━━━━━ EXERCISE DATA

//! Core TOML config loading: read from an explicit path or the resolved default.

use crate::schema::BundleguardConfig;
use bundleguard_common::ConfigError;
use std::path::Path;
use tracing::{debug, info};

use super::paths::resolve_config_path;

/// Load config from a specific TOML file path.
///
/// Deserializes the file using serde defaults for any missing fields.
/// Validation is left to the caller.
pub fn load_from_path(path: &Path) -> Result<BundleguardConfig, ConfigError> {
    if !path.is_file() {
        return Err(ConfigError::FileNotFound(path.to_path_buf()));
    }

    let content = std::fs::read_to_string(path)
        .map_err(|e| ConfigError::ParseError(format!("failed to read {}: {e}", path.display())))?;

    let config: BundleguardConfig = toml::from_str(&content)
        .map_err(|e| ConfigError::ParseError(format!("failed to parse TOML: {e}")))?;

    info!("loaded config from {}", path.display());
    Ok(config)
}

/// Load config from `explicit` if given, otherwise from the first file found
/// by [`resolve_config_path`]. With no file anywhere the defaults are used.
pub fn load_resolved(explicit: Option<&Path>) -> Result<BundleguardConfig, ConfigError> {
    if let Some(path) = explicit {
        return load_from_path(path);
    }

    match resolve_config_path(Path::new(".")) {
        Some(path) => load_from_path(&path),
        None => {
            debug!("no config file found, using defaults");
            Ok(BundleguardConfig::default())
        }
    }
}
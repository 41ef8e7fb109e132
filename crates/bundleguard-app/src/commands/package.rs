//! The whole packaging pipeline in one invocation.

use bundleguard_common::Result;
use bundleguard_config::BundleguardConfig;
use tracing::info;

use super::in_step;

/// assemble, then format-css and sanitize on the readable distributable,
/// then verify. Stops at the first failing step.
pub(super) fn run(config: &BundleguardConfig, minify_only: bool) -> Result<()> {
    in_step("assemble", || super::assemble::run(config, minify_only))?;

    if !minify_only {
        in_step("format-css", || super::format_css::run(config, &[]))?;
        in_step("sanitize", || super::sanitize::run(config, None, &[]))?;
    }

    in_step("verify", || super::verify::run(config, false, &[]))?;

    info!("package complete");
    Ok(())
}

━━━━━━━━━━

State the number of lines in the preceding entries that include the word "first". Provide nothing else.

— EXPECTED OUTPUT —
2